Tracing the Maps: Claudia Castro Luna, Cindy Williams Gutiérrez, Raúl Sánchez, and Carolyne Wright

Through the journeys both physical and internal, emotional and linguistic, of the poets featured this evening, this reading will traverse the map of the Americas, from the south of Chile, through El Salvador and central and northern Mexico, into North America’s Pacific Northwest; and trace maps of sorrow and celebration, terror and joy, violence and solidarity. From the exiled and disappeared of Chile, the children and families of El Salvador seeking asylum in the US, the missing and murdered women of Mexico and the borderlands, from commemorations of the Day of the Dead in altars of memory, and the silent and silenced voices of history and herstory, we will follow the poetic routes, roads and rivers, music and imagery, in order to trace these poetic journeys of encounter and return.

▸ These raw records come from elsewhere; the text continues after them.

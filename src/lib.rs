//! Detects which wallet software built a Bitcoin transaction from what the
//! transaction itself reveals: script types, signature encoding, input and
//! output ordering, locktime and sequence numbers.
//!
//! Every heuristic takes a [`TxContext`], which pairs a transaction with the
//! outputs its inputs spend. [`Heuristics`] collects all signals at once and a
//! [`RuleTable`] maps them to a [`WalletType`].
//!
//! ```no_run
//! use wallet_attribution::{detect_wallet, TxContext};
//! # fn run(tx: bitcoin::Transaction, prev_txs: Vec<bitcoin::Transaction>) -> wallet_attribution::Result<()> {
//! let ctx = TxContext::from_prev_txs(&tx, &prev_txs)?.with_confirmation_height(800_370);
//! println!("{}", detect_wallet(&ctx));
//! # Ok(())
//! # }
//! ```
//! Heuristics are based on https://github.com/ishaanam/wallet-fingerprinting

pub mod aggregate;
pub mod context;
pub mod error;
#[cfg(feature = "ffi")]
pub mod ffi;
pub mod global;
pub mod heuristics;
pub mod input;
pub mod output;
pub mod rules;
pub mod script;
pub mod signature;
pub mod util;
pub mod wallet;

pub use aggregate::{
    analyze_block, analyze_range, BlockSource, ResolvedTransaction, WalletAnalyzeResult,
    WalletTally,
};
pub use context::{AddressHistory, HeuristicParams, TxContext};
pub use error::{Error, HistoryError, Result};
pub use heuristics::Heuristics;
pub use input::{InputOrder, InputSortingType};
pub use output::{ChangeIndex, ChangeTypeMatch, OutputStructure, OutputStructureType};
pub use rules::{Condition, Rule, RuleTable};
pub use script::ScriptType;
pub use util::{ChainPosition, SpentOutput, TagSet};
pub use wallet::{detect_wallet, Classification, MatchedRule, WalletClassifier, WalletType};

#[cfg(feature = "ffi")]
uniffi::setup_scaffolding!();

RSVP via the “Tickets” link to join the Zoom conversation.

 

About the Readers

 

Claudia Castro Luna is Washington State Poet Laureate (2018 – 2021), and she served as Seattle’s first Civic Poet (2015-2017). The recipient of an Academy of American Poets Prize and an Academy of American Poets Laureate Fellowship, she is the author of Killing Marías (Two Sylvias Press, 2017), Finalist for the Washington State Book Award 2018; This City (Floating Bridge Press); and One River, a Thousand Voices. Born in El Salvador, she came to the United States in 1981. Her non-fiction has appeared in the anthologies This is the Place (Seal Press) and Vanishing Points: Contemporary Salvadoran Narrative (Kalina Eds).

 

Cindy Williams Gutiérrez was awarded the 2018 Willow Books Editor’s Choice Poetry Selection and a 2016 Oregon Literary Fellowship for Inlay with Nacre: The Names of Forgotten Women. Cindy was selected by Poets & Writers as a 2014 Notable Debut Poet for the small claim of bones (Bilingual Press), which placed second in the 2015 International Latino Book Awards. She received the 2017 Oregon Book Award for Drama for Words That Burn, which premiered at Portland’s Milagro Theatre and was produced in Klamath Falls, Oregon and Twisp, Washington. Cindy is cofounder of Los Porteños, Portland’s Latino writers’ collective, and of Methow Valley’s Confluence Poets.

Raúl Sánchez is the newest City of Redmond Poet Laureate. He teaches poetry in Spanish at Evergreen High School through the Seattle Arts and Lectures (WITS) program, also at Denny International Middle School through the Jack Straw Educational Project; and he volunteers for PONGO Teen Writing at the Juvenile Detention Center. His first book of poetry is All Our Brown-Skinned Angels (Moonpath Press, 2012), nominated for the Washington State Book Award 2013; and he recently translated Ellen Ziegler’s book to Spanish for the Museum of Antique Mexican Toys.

 

Carolyne Wright’s most recent books are This Dream the World: New & Selected Poems (Lost Horse Press, 2017), whose title poem received a Pushcart Prize and was included in The Best American Poetry 2009; and  her translation of Chilean poet Eugenia Toledo, Trazas de mapa, trazas de sangre / Map Traces, Blood Traces (Mayapple Press, 2017), finalist for the 2018 Washington State Book Award in Poetry and the 2018 PEN Los Angeles Award in Translation.  Carolyne teaches for Hugo House and for national and international literary conferences and festivals. She has received grants from the Fulbright Foundation, the NEA, 4Culture, Seattle’s Office of Arts & Culture, and the Instituto Sacatar of Bahia, Brazil.